HamishBamish · 25/09/2014 13:07

No, I wouldn't. I would make sure she had good sex education and ensure she knew her options.

ElleMcFearsome · 25/09/2014 13:08

Both mine asked me about contraception that doesn't require them to remember - 18yo DD now has the implant and 16yo DD had a coil fitted. Their choice after discussions with me and the family planning nurse - I was amazed that they'll allow you to have the coil before you have had children (it's changed since my day!) and whilst she didn't enjoy having it fitted she's been fine on it.

We have regular chats about how neither of those protect you from STIs and the importance of condoms but they are both sensible and I trust them to make sensible choices.

BUT I would never 'force' them to have any form of contraception.
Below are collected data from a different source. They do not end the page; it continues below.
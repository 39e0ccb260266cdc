use log::warn;
use serde::Deserialize;

use crate::calc::Lines;
use crate::error::FaceError;
use crate::zone::{Zone, ZoneConfig};

/// A zone in the config file: either a spec string (`"TOK=+9"`) or a table
/// with `label` and `offset`.
#[derive(Debug, Deserialize)]
#[serde(untagged)]
enum ZoneEntry {
    Spec(String),
    Table(Zone),
}

#[derive(Debug, Default, Deserialize)]
#[serde(deny_unknown_fields)]
struct ConfigFile {
    zones: Option<Vec<ZoneEntry>>,
    date_line: Option<bool>,
    color: Option<bool>,
}

/// Settings for a face, after layering the config file over defaults.
#[derive(Debug, Clone, PartialEq, Eq)]
pub struct Config {
    pub zones: ZoneConfig,
    pub date_line: bool,
    /// `None` leaves the choice to the terminal.
    pub color: Option<bool>,
}

impl Default for Config {
    fn default() -> Self {
        Config { zones: ZoneConfig::default(), date_line: false, color: None }
    }
}

impl Config {
    pub fn lines(&self) -> Lines {
        if self.date_line { Lines::ZONES | Lines::DATE } else { Lines::ZONES }
    }
}

/// Parse config file contents. Absent keys keep their defaults.
pub fn parse_config_str(contents: &str) -> Result<Config, FaceError> {
    let parsed: ConfigFile = toml::from_str(contents)?;
    let mut config = Config::default();

    if let Some(entries) = parsed.zones {
        let zones = entries
            .into_iter()
            .map(|entry| match entry {
                ZoneEntry::Spec(spec) => Zone::parse(&spec),
                ZoneEntry::Table(zone) => Zone::checked(zone.label, zone.offset),
            })
            .collect::<Result<Vec<_>, _>>()?;
        config.zones = ZoneConfig::new(zones);
    }
    if let Some(date_line) = parsed.date_line {
        config.date_line = date_line
    }
    if parsed.color.is_some() {
        config.color = parsed.color
    }

    Ok(config)
}

/// Read and parse a config file. A missing file falls back to defaults.
pub fn parse_config<P>(path: P) -> Result<Config, FaceError>
where
    P: AsRef<std::path::Path>,
{
    let path = path.as_ref();
    match std::fs::read_to_string(path) {
        Ok(contents) => parse_config_str(&contents),
        Err(err) if err.kind() == std::io::ErrorKind::NotFound => {
            warn!("config file {} not found, using default config", path.display());
            Ok(Config::default())
        }
        Err(source) => Err(FaceError::ConfigRead { path: path.display().to_string(), source }),
    }
}

#[cfg(test)]
mod tests {
    use super::*;

    #[test]
    fn empty_file_gives_defaults() {
        assert_eq!(parse_config_str("").unwrap(), Config::default());
    }

    #[test]
    fn zones_as_tables_and_specs() {
        let config = parse_config_str(
            r#"
            date_line = true
            color = false
            zones = [
                { label = "TOK", offset = 9 },
                "LAX=-8",
                "UTC-3",
            ]
            "#,
        )
        .unwrap();

        assert_eq!(
            config.zones.zones(),
            [Zone::new("TOK", 9), Zone::new("LAX", -8), Zone::new("UTC-3", -3)]
        );
        assert!(config.date_line);
        assert_eq!(config.color, Some(false));
        assert_eq!(config.lines(), Lines::ZONES | Lines::DATE);
    }

    #[test]
    fn array_of_tables() {
        let config = parse_config_str(
            r#"
            [[zones]]
            label = "NYC"
            offset = -5
            "#,
        )
        .unwrap();
        assert_eq!(config.zones.zones(), [Zone::new("NYC", -5)]);
    }

    #[test]
    fn out_of_range_offset_is_an_error() {
        let err = parse_config_str("zones = [{ label = \"BAD\", offset = 25 }]").unwrap_err();
        assert!(matches!(err, FaceError::OffsetOutOfRange { offset: 25, .. }));

        let err = parse_config_str("zones = [{ label = \"BAD\", offset = -2147483648 }]").unwrap_err();
        assert!(matches!(err, FaceError::OffsetOutOfRange { offset: i32::MIN, .. }));
    }

    #[test]
    fn malformed_file_is_an_error() {
        assert!(matches!(parse_config_str("date_line = \"yes\""), Err(FaceError::ConfigParse(_))));
        assert!(matches!(parse_config_str("refresh = 5"), Err(FaceError::ConfigParse(_))));
    }

    #[test]
    fn unknown_zone_key_is_an_error() {
        let err = parse_config_str("zones = [{ label = \"X\", offset = 1, dst = true }]").unwrap_err();
        assert!(matches!(err, FaceError::ConfigParse(_)));
    }

    #[test]
    fn missing_file_gives_defaults() {
        let config = parse_config("/nonexistent/worldface/config.toml").unwrap();
        assert_eq!(config, Config::default());
    }
}
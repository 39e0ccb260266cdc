use chrono::NaiveDate;

/// Abbreviated weekday, unpadded day of month, abbreviated month: `Mon 3 Jun`.
///
/// chrono's names are English and do not depend on the process locale.
pub const DATE_LINE_FORMAT: &str = "%a %-d %b";

/// Render the date line for a UTC calendar date.
///
/// The date always follows UTC, never a zone offset: a zone that has already
/// rolled over to the next day still shows the UTC date.
pub fn format_date_line(date: NaiveDate) -> String {
    date.format(DATE_LINE_FORMAT).to_string()
}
That's bloody awful Sad

GarlicSeptimus · 25/09/2014 13:15

My GP put me on the pill to regulate my barmy periods. I didn't have sex until 4 years later! I know this isn't what you're talking about, but do need to point out that giving a girl contraception doesn't force her to become sexually active Grin

Mammanat222 · 25/09/2014 13:40

Can't remember when I went on the pill, think I was about 18 and I was quite honest with my Mum but it was 100% my choice and I made it happen. I am the oldest child and we didn't really talk all that much openly about sex? (thankfully my folks were a lot more open with my younger siblings)
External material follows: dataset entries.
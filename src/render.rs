use std::io::Write;

use worldface::{FaceError, Slot, Surface};

mod ansi {
    pub const RESET: &str = "\x1b[0m";
    pub const DIM: &str = "\x1b[2m";
    pub const BOLD: &str = "\x1b[1m";

    pub const CYAN: &str = "\x1b[36m";
    pub const GRAY: &str = "\x1b[90m";

    pub struct Palette {
        enabled: bool,
    }

    impl Palette {
        pub fn new(enabled: bool) -> Self {
            Self { enabled }
        }

        pub fn enabled(&self) -> bool {
            self.enabled
        }

        pub fn paint(&self, s: impl AsRef<str>, color: &str) -> String {
            if self.enabled { format!("{}{}{}", color, s.as_ref(), RESET) } else { s.as_ref().to_string() }
        }

        pub fn bold(&self, s: impl AsRef<str>) -> String {
            if self.enabled { format!("{}{}{}", BOLD, s.as_ref(), RESET) } else { s.as_ref().to_string() }
        }

        pub fn dim(&self, s: impl AsRef<str>) -> String {
            if self.enabled { format!("{}{}{}", DIM, s.as_ref(), RESET) } else { s.as_ref().to_string() }
        }
    }
}

/// Width of the right-aligned name column.
const NAME_COLUMN: usize = 8;
/// Gap between the name and time columns.
const COLUMN_GAP: usize = 2;

/// Draws the face as a two-column block on a terminal.
///
/// With color enabled the previous frame is overwritten in place, otherwise
/// every frame is appended.
pub struct TerminalSurface<W: Write> {
    out: W,
    palette: ansi::Palette,
    names: Vec<String>,
    times: Vec<String>,
    date: Option<String>,
    drawn: usize,
}

impl<W: Write> TerminalSurface<W> {
    pub fn new(out: W, color: bool) -> Self {
        TerminalSurface {
            out,
            palette: ansi::Palette::new(color),
            names: Vec::new(),
            times: Vec::new(),
            date: None,
            drawn: 0,
        }
    }

    fn frame(&self) -> Vec<String> {
        let mut lines = Vec::with_capacity(self.names.len() + 1);
        for (idx, name) in self.names.iter().enumerate() {
            let time = self.times.get(idx).map(String::as_str).unwrap_or("--:--");
            lines.push(format!(
                "{}{}{}",
                self.palette.dim(format!("{:>width$}", name, width = NAME_COLUMN)),
                " ".repeat(COLUMN_GAP),
                self.palette.bold(time),
            ));
        }
        if let Some(date) = &self.date {
            lines.push(self.palette.paint(format!("{:>width$}", date, width = NAME_COLUMN + COLUMN_GAP + 5), ansi::CYAN));
        }
        lines
    }

    #[cfg(test)]
    fn into_inner(self) -> W {
        self.out
    }
}

fn set_slot(labels: &mut Vec<String>, idx: usize, text: &str) {
    if labels.len() <= idx {
        labels.resize(idx + 1, String::new());
    }
    labels[idx] = text.to_string();
}

impl<W: Write> Surface for TerminalSurface<W> {
    fn set_text(&mut self, slot: Slot, text: &str) {
        match slot {
            Slot::Name(idx) => set_slot(&mut self.names, idx, text),
            Slot::Time(idx) => set_slot(&mut self.times, idx, text),
            Slot::Date => self.date = Some(text.to_string()),
        }
    }

    fn present(&mut self) -> Result<(), FaceError> {
        let lines = self.frame();
        if self.palette.enabled() && self.drawn > 0 {
            // Move back over the previous frame and erase it.
            write!(self.out, "\x1b[{}A\x1b[J", self.drawn)?;
        } else if self.drawn > 0 {
            writeln!(self.out, "{}", self.palette.paint("--", ansi::GRAY))?;
        }
        for line in &lines {
            writeln!(self.out, "{line}")?;
        }
        self.out.flush()?;
        self.drawn = lines.len();
        Ok(())
    }

    fn clear(&mut self) -> Result<(), FaceError> {
        self.names.clear();
        self.times.clear();
        self.date = None;
        self.out.flush()?;
        Ok(())
    }
}

#[cfg(test)]
mod tests {
    use super::*;

    #[test]
    fn plain_frame_aligns_columns() {
        let mut surface = TerminalSurface::new(Vec::new(), false);
        surface.set_text(Slot::Name(0), "UTC");
        surface.set_text(Slot::Name(1), "BKK");
        surface.set_text(Slot::Time(0), "23:10");
        surface.set_text(Slot::Time(1), "06:10");
        surface.set_text(Slot::Date, "Mon 3 Jun");
        surface.present().unwrap();

        let out = String::from_utf8(surface.into_inner()).unwrap();
        assert_eq!(out, "     UTC  23:10\n     BKK  06:10\n      Mon 3 Jun\n");
    }

    #[test]
    fn missing_time_shows_placeholder() {
        let mut surface = TerminalSurface::new(Vec::new(), false);
        surface.set_text(Slot::Name(0), "TOK");
        surface.present().unwrap();

        let out = String::from_utf8(surface.into_inner()).unwrap();
        assert_eq!(out, "     TOK  --:--\n");
    }

    #[test]
    fn plain_frames_are_separated() {
        let mut surface = TerminalSurface::new(Vec::new(), false);
        surface.set_text(Slot::Name(0), "UTC");
        surface.set_text(Slot::Time(0), "00:00");
        surface.present().unwrap();
        surface.set_text(Slot::Time(0), "00:01");
        surface.present().unwrap();

        let out = String::from_utf8(surface.into_inner()).unwrap();
        assert_eq!(out, "     UTC  00:00\n--\n     UTC  00:01\n");
    }
}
My daughter hasn't been born yet so I cannot even begin to comprehend there will be a time this will be something we'll talk about but I hope when we get there then we'll be in a good place to talk openly without embarrassment (or me "forcing" anything on my daughter)

rainbowinmyroom · 25/09/2014 13:46

No. Especially not long-term stuff like the jab or implant.

seasavage · 25/09/2014 13:46

OMG no! I'm educating them about relationships, sex etc as they grow. It was something my mum always made clear was my responsibility and my body. I hope I can do the same!

MrsWedgeAntilles · 25/09/2014 13:58

A lot of people don't seem to understand that as parents we have no rights over our children's reproductive choices. As long as a person is over 13 and has capacity to consent, thats it - parental input can't trump the patient's wishes. Its desirable that the young person has discussed it with their parents, and encouraging that is part the protocol you have to go through to establish competency but at the end of the day you can only give treatment that is in the competent child consents to. If they don't capacity to consent to treatment then they don't have the capacity to consent to sex and in that case they need a lot more protection than contraception.

redexpat · 25/09/2014 17:00

I think I would possibly suggest it to them if they were suffering heavy and/or painful periods - but frogmarching them to a gum clinic or GP? No, not ethical. And no decent GP would perscribe in those circumstances.